(Data)
++++++++++++++++++++

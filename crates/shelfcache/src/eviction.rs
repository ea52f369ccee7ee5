//! Eviction policies and victim selection
//!
//! Victim selection is a pure function of the policy, the live entries, the
//! recency order and the per-key access history. Ties always go to the
//! lexicographically smallest key so eviction is reproducible.

use std::collections::{HashMap, VecDeque};
use std::fmt;
use std::hash::BuildHasher;
use std::str::FromStr;
use std::time::Instant;

use serde::{Deserialize, Serialize};

use crate::entry::CacheEntry;

/// Number of access timestamps kept per key
pub const HISTORY_LEN: usize = 10;

const RECENCY_WEIGHT: f64 = 0.4;
const FREQUENCY_WEIGHT: f64 = 0.3;
const SIZE_WEIGHT: f64 = 0.2;
const TREND_WEIGHT: f64 = 0.1;

/// Floor for the gap between two accesses when computing rates
const MIN_INTERVAL_SECS: f64 = 1e-3;

/// Rule used to pick the entry removed when the cache is full
///
/// Serialized as its lower-case name; parsing ignores case.
#[derive(Debug, Clone, Copy, PartialEq, Eq, Hash, Default, Serialize, Deserialize)]
#[serde(try_from = "String", into = "&'static str")]
pub enum EvictionPolicy {
    /// Least recently used
    Lru,
    /// Least frequently used
    Lfu,
    /// Oldest insertion
    Ttl,
    /// Weighted recency, frequency, size and access trend
    #[default]
    Adaptive,
}

impl EvictionPolicy {
    /// Lower-case policy name
    pub fn as_str(&self) -> &'static str {
        match self {
            EvictionPolicy::Lru => "lru",
            EvictionPolicy::Lfu => "lfu",
            EvictionPolicy::Ttl => "ttl",
            EvictionPolicy::Adaptive => "adaptive",
        }
    }
}

impl fmt::Display for EvictionPolicy {
    fn fmt(&self, f: &mut fmt::Formatter<'_>) -> fmt::Result {
        f.write_str(self.as_str())
    }
}

impl From<EvictionPolicy> for &'static str {
    fn from(policy: EvictionPolicy) -> Self {
        policy.as_str()
    }
}

impl TryFrom<String> for EvictionPolicy {
    type Error = ParsePolicyError;

    fn try_from(name: String) -> Result<Self, Self::Error> {
        name.parse()
    }
}

/// Unknown eviction policy name
#[derive(Debug, Clone, PartialEq, Eq, thiserror::Error)]
#[error("unknown eviction policy `{0}` (expected lru, lfu, ttl or adaptive)")]
pub struct ParsePolicyError(pub String);

impl FromStr for EvictionPolicy {
    type Err = ParsePolicyError;

    fn from_str(s: &str) -> Result<Self, Self::Err> {
        match s.trim().to_ascii_lowercase().as_str() {
            "lru" => Ok(EvictionPolicy::Lru),
            "lfu" => Ok(EvictionPolicy::Lfu),
            "ttl" => Ok(EvictionPolicy::Ttl),
            "adaptive" => Ok(EvictionPolicy::Adaptive),
            _ => Err(ParsePolicyError(s.to_string())),
        }
    }
}

/// The last few read-hit timestamps of one key
#[derive(Debug, Clone, Default)]
pub struct AccessHistory {
    stamps: VecDeque<Instant>,
}

impl AccessHistory {
    /// Record an access, dropping the oldest stamp beyond [`HISTORY_LEN`]
    pub fn record(&mut self, now: Instant) {
        if self.stamps.len() == HISTORY_LEN {
            self.stamps.pop_front();
        }
        self.stamps.push_back(now);
    }

    /// Number of recorded accesses
    pub fn len(&self) -> usize {
        self.stamps.len()
    }

    /// Check if nothing was recorded
    pub fn is_empty(&self) -> bool {
        self.stamps.is_empty()
    }

    /// Positive when access is slowing down, zero otherwise
    ///
    /// Compares the access rate (accesses per second) of the latest gap with
    /// that of the earliest gap, scaled by the number of samples:
    /// `max(0, -(latest_rate - earliest_rate) / n)`.
    pub fn negative_trend(&self) -> f64 {
        if self.stamps.len() < 3 {
            return 0.0;
        }

        let rate = |earlier: &Instant, later: &Instant| {
            1.0 / later
                .saturating_duration_since(*earlier)
                .as_secs_f64()
                .max(MIN_INTERVAL_SECS)
        };

        let n = self.stamps.len();
        let earliest = rate(&self.stamps[0], &self.stamps[1]);
        let latest = rate(&self.stamps[n - 2], &self.stamps[n - 1]);
        let trend = (latest - earliest) / n as f64;

        (-trend).max(0.0)
    }
}

/// Adaptive eviction score; the highest score is evicted first
pub fn adaptive_score<V>(entry: &CacheEntry<V>, history: Option<&AccessHistory>, now: Instant) -> f64 {
    let recency_hours = entry.idle_at(now).as_secs_f64() / 3600.0;
    let frequency = 1.0 / (entry.access_count as f64 + 1.0);
    let size_mb = entry.size_bytes as f64 / 1_000_000.0;
    let negative_trend = history.map(AccessHistory::negative_trend).unwrap_or(0.0);

    RECENCY_WEIGHT * recency_hours
        + FREQUENCY_WEIGHT * frequency
        + SIZE_WEIGHT * size_mb
        + TREND_WEIGHT * negative_trend
}

/// Everything victim selection looks at
pub struct Candidates<'a, V, S> {
    /// Live entries by key
    pub entries: &'a HashMap<String, CacheEntry<V>, S>,
    /// Access history by key
    pub history: &'a HashMap<String, AccessHistory, S>,
    /// Least recently used key, if any
    pub least_recent: Option<&'a String>,
}

/// Pick the key to evict, or `None` when there are no entries
pub fn select_victim<V, S>(policy: EvictionPolicy, candidates: &Candidates<'_, V, S>, now: Instant) -> Option<String>
where
    S: BuildHasher,
{
    let entries = candidates.entries;

    let victim = match policy {
        EvictionPolicy::Lru => candidates
            .least_recent
            .filter(|key| entries.contains_key(key.as_str()))
            .or_else(|| min_by_key(entries, |entry| entry.last_accessed)),
        EvictionPolicy::Lfu => min_by_key(entries, |entry| entry.access_count),
        EvictionPolicy::Ttl => min_by_key(entries, |entry| entry.created_at),
        EvictionPolicy::Adaptive => {
            let mut best: Option<(&String, f64)> = None;
            for (key, entry) in entries {
                let score = adaptive_score(entry, candidates.history.get(key), now);
                best = match best {
                    Some((best_key, best_score))
                        if best_score > score || (best_score == score && best_key < key) =>
                    {
                        Some((best_key, best_score))
                    }
                    _ => Some((key, score)),
                };
            }
            best.map(|(key, _)| key)
        }
    };

    victim.cloned()
}

fn min_by_key<'a, V, S, T, F>(entries: &'a HashMap<String, CacheEntry<V>, S>, f: F) -> Option<&'a String>
where
    T: Ord,
    F: Fn(&CacheEntry<V>) -> T,
{
    entries
        .iter()
        .min_by(|(ka, a), (kb, b)| f(*a).cmp(&f(*b)).then_with(|| ka.cmp(kb)))
        .map(|(key, _)| key)
}

#[cfg(test)]
mod tests {
    use super::*;
    use ahash::RandomState;
    use std::time::Duration;

    type Map<T> = HashMap<String, T, RandomState>;

    fn entry(key: &str, size: usize, now: Instant) -> CacheEntry<Vec<u8>> {
        CacheEntry::new_at(key, vec![0u8; size], None, now)
    }

    fn pick(policy: EvictionPolicy, entries: &Map<CacheEntry<Vec<u8>>>, now: Instant) -> Option<String> {
        let history = Map::default();
        let candidates = Candidates {
            entries,
            history: &history,
            least_recent: None,
        };
        select_victim(policy, &candidates, now)
    }

    #[test]
    fn test_parse_policy() {
        assert_eq!("LRU".parse::<EvictionPolicy>().unwrap(), EvictionPolicy::Lru);
        assert_eq!(" lfu ".parse::<EvictionPolicy>().unwrap(), EvictionPolicy::Lfu);
        assert_eq!("Adaptive".parse::<EvictionPolicy>().unwrap(), EvictionPolicy::Adaptive);
        assert!("random".parse::<EvictionPolicy>().is_err());
        assert_eq!(EvictionPolicy::default(), EvictionPolicy::Adaptive);
    }

    #[test]
    fn test_policy_serde_ignores_case() {
        let policy: EvictionPolicy = serde_json::from_str(r#""TTL""#).unwrap();
        assert_eq!(policy, EvictionPolicy::Ttl);
        assert_eq!(serde_json::to_string(&EvictionPolicy::Lfu).unwrap(), r#""lfu""#);
        assert!(serde_json::from_str::<EvictionPolicy>(r#""mru""#).is_err());
    }

    #[test]
    fn test_empty_has_no_victim() {
        let entries = Map::default();
        assert_eq!(pick(EvictionPolicy::Adaptive, &entries, Instant::now()), None);
    }

    #[test]
    fn test_lfu_picks_least_accessed() {
        let now = Instant::now();
        let mut entries = Map::default();
        let mut hot = entry("hot", 10, now);
        hot.access_count = 5;
        let mut cold = entry("cold", 10, now);
        cold.access_count = 1;
        entries.insert("hot".into(), hot);
        entries.insert("cold".into(), cold);

        assert_eq!(pick(EvictionPolicy::Lfu, &entries, now).as_deref(), Some("cold"));
    }

    #[test]
    fn test_ttl_picks_oldest_insert() {
        let now = Instant::now();
        let mut entries = Map::default();
        entries.insert("old".into(), entry("old", 10, now));
        entries.insert("new".into(), entry("new", 10, now + Duration::from_secs(1)));

        let later = now + Duration::from_secs(2);
        assert_eq!(pick(EvictionPolicy::Ttl, &entries, later).as_deref(), Some("old"));
    }

    #[test]
    fn test_lru_uses_recency_order() {
        let now = Instant::now();
        let mut entries = Map::default();
        entries.insert("a".into(), entry("a", 10, now));
        entries.insert("b".into(), entry("b", 10, now));
        let history = Map::default();
        let least_recent = String::from("b");
        let candidates = Candidates {
            entries: &entries,
            history: &history,
            least_recent: Some(&least_recent),
        };

        assert_eq!(select_victim(EvictionPolicy::Lru, &candidates, now).as_deref(), Some("b"));
    }

    #[test]
    fn test_ties_go_to_smallest_key() {
        let now = Instant::now();
        let mut entries = Map::default();
        for key in ["delta", "alpha", "charlie", "bravo"] {
            entries.insert(key.into(), entry(key, 10, now));
        }

        for policy in [EvictionPolicy::Lfu, EvictionPolicy::Ttl, EvictionPolicy::Adaptive] {
            assert_eq!(pick(policy, &entries, now).as_deref(), Some("alpha"), "{policy}");
        }
    }

    #[test]
    fn test_adaptive_prefers_idle_entries() {
        let now = Instant::now();
        let later = now + Duration::from_secs(7200);
        let mut entries = Map::default();
        entries.insert("idle".into(), entry("idle", 10, now));
        let mut fresh = entry("fresh", 10, now);
        fresh.touch_at(later);
        entries.insert("fresh".into(), fresh);

        assert_eq!(pick(EvictionPolicy::Adaptive, &entries, later).as_deref(), Some("idle"));
    }

    #[test]
    fn test_adaptive_prefers_large_entries() {
        let now = Instant::now();
        let mut entries = Map::default();
        entries.insert("small".into(), entry("small", 10, now));
        entries.insert("large".into(), entry("large", 5_000_000, now));

        assert_eq!(pick(EvictionPolicy::Adaptive, &entries, now).as_deref(), Some("large"));
    }

    #[test]
    fn test_adaptive_score_formula() {
        let now = Instant::now();
        let mut e = entry("k", 2_000_000, now);
        e.access_count = 1;
        let later = now + Duration::from_secs(3600);

        // 0.4 * 1h + 0.3 * 1/2 + 0.2 * 2MB
        let expected = 0.4 + 0.15 + 0.4;
        assert!((adaptive_score(&e, None, later) - expected).abs() < 1e-9);
    }

    #[test]
    fn test_history_is_bounded() {
        let now = Instant::now();
        let mut history = AccessHistory::default();
        for i in 0..25 {
            history.record(now + Duration::from_secs(i));
        }
        assert_eq!(history.len(), HISTORY_LEN);
    }

    #[test]
    fn test_negative_trend_decelerating() {
        let now = Instant::now();
        let mut history = AccessHistory::default();
        // gaps of 1s then 10s: rate drops from 1.0 to 0.1
        history.record(now);
        history.record(now + Duration::from_secs(1));
        history.record(now + Duration::from_secs(11));

        let expected = (1.0 - 0.1) / 3.0;
        assert!((history.negative_trend() - expected).abs() < 1e-9);
    }

    #[test]
    fn test_negative_trend_accelerating_is_zero() {
        let now = Instant::now();
        let mut history = AccessHistory::default();
        history.record(now);
        history.record(now + Duration::from_secs(10));
        history.record(now + Duration::from_secs(11));

        assert_eq!(history.negative_trend(), 0.0);
    }

    #[test]
    fn test_negative_trend_needs_three_samples() {
        let now = Instant::now();
        let mut history = AccessHistory::default();
        history.record(now);
        history.record(now + Duration::from_secs(10));

        assert_eq!(history.negative_trend(), 0.0);
    }
}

++++++++++++++++++++

(Task statement) Tally the lines above that include the word "Debug"; answer with the total only.

(Task solution) 3